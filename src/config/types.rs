// Configuration type definitions

use serde::Deserialize;

/// Default cap on the base64 length of an OSC 52 payload
pub const DEFAULT_OSC52_MAX_B64: usize = 75_000;

/// Copy behaviour section
#[derive(Debug, Clone, PartialEq, Eq, Deserialize)]
pub struct CopyConfig {
    /// Skip the multiplexer and native candidates, go straight to OSC 52
    #[serde(default)]
    pub force_osc52: bool,
    /// Never fall back to OSC 52
    #[serde(default)]
    pub force_native: bool,
    #[serde(default = "default_osc52_max_b64")]
    pub osc52_max_b64: usize,
}

fn default_osc52_max_b64() -> usize {
    DEFAULT_OSC52_MAX_B64
}

impl Default for CopyConfig {
    fn default() -> Self {
        CopyConfig {
            force_osc52: false,
            force_native: false,
            osc52_max_b64: DEFAULT_OSC52_MAX_B64,
        }
    }
}

/// Root configuration structure
#[derive(Debug, Clone, PartialEq, Eq, Deserialize, Default)]
pub struct Config {
    /// Trace every transport step to stderr
    #[serde(default)]
    pub debug: bool,
    #[serde(default)]
    pub copy: CopyConfig,
}


#[cfg(test)]
#[path = "types_tests.rs"]
mod types_tests;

## WORK TO BE COMPLETED
From the line with "pub const DEFAULT_OSC52_MAX_B64: usize" to the last line of the material, give every line again exactly, and only those lines.

## SOLUTION FOR THIS PROBLEM
pub const DEFAULT_OSC52_MAX_B64: usize = 75_000;

/// Copy behaviour section
#[derive(Debug, Clone, PartialEq, Eq, Deserialize)]
pub struct CopyConfig {
    /// Skip the multiplexer and native candidates, go straight to OSC 52
    #[serde(default)]
    pub force_osc52: bool,
    /// Never fall back to OSC 52
    #[serde(default)]
    pub force_native: bool,
    #[serde(default = "default_osc52_max_b64")]
    pub osc52_max_b64: usize,
}

fn default_osc52_max_b64() -> usize {
    DEFAULT_OSC52_MAX_B64
}

impl Default for CopyConfig {
    fn default() -> Self {
        CopyConfig {
            force_osc52: false,
            force_native: false,
            osc52_max_b64: DEFAULT_OSC52_MAX_B64,
        }
    }
}

/// Root configuration structure
#[derive(Debug, Clone, PartialEq, Eq, Deserialize, Default)]
pub struct Config {
    /// Trace every transport step to stderr
    #[serde(default)]
    pub debug: bool,
    #[serde(default)]
    pub copy: CopyConfig,
}


#[cfg(test)]
#[path = "types_tests.rs"]
mod types_tests;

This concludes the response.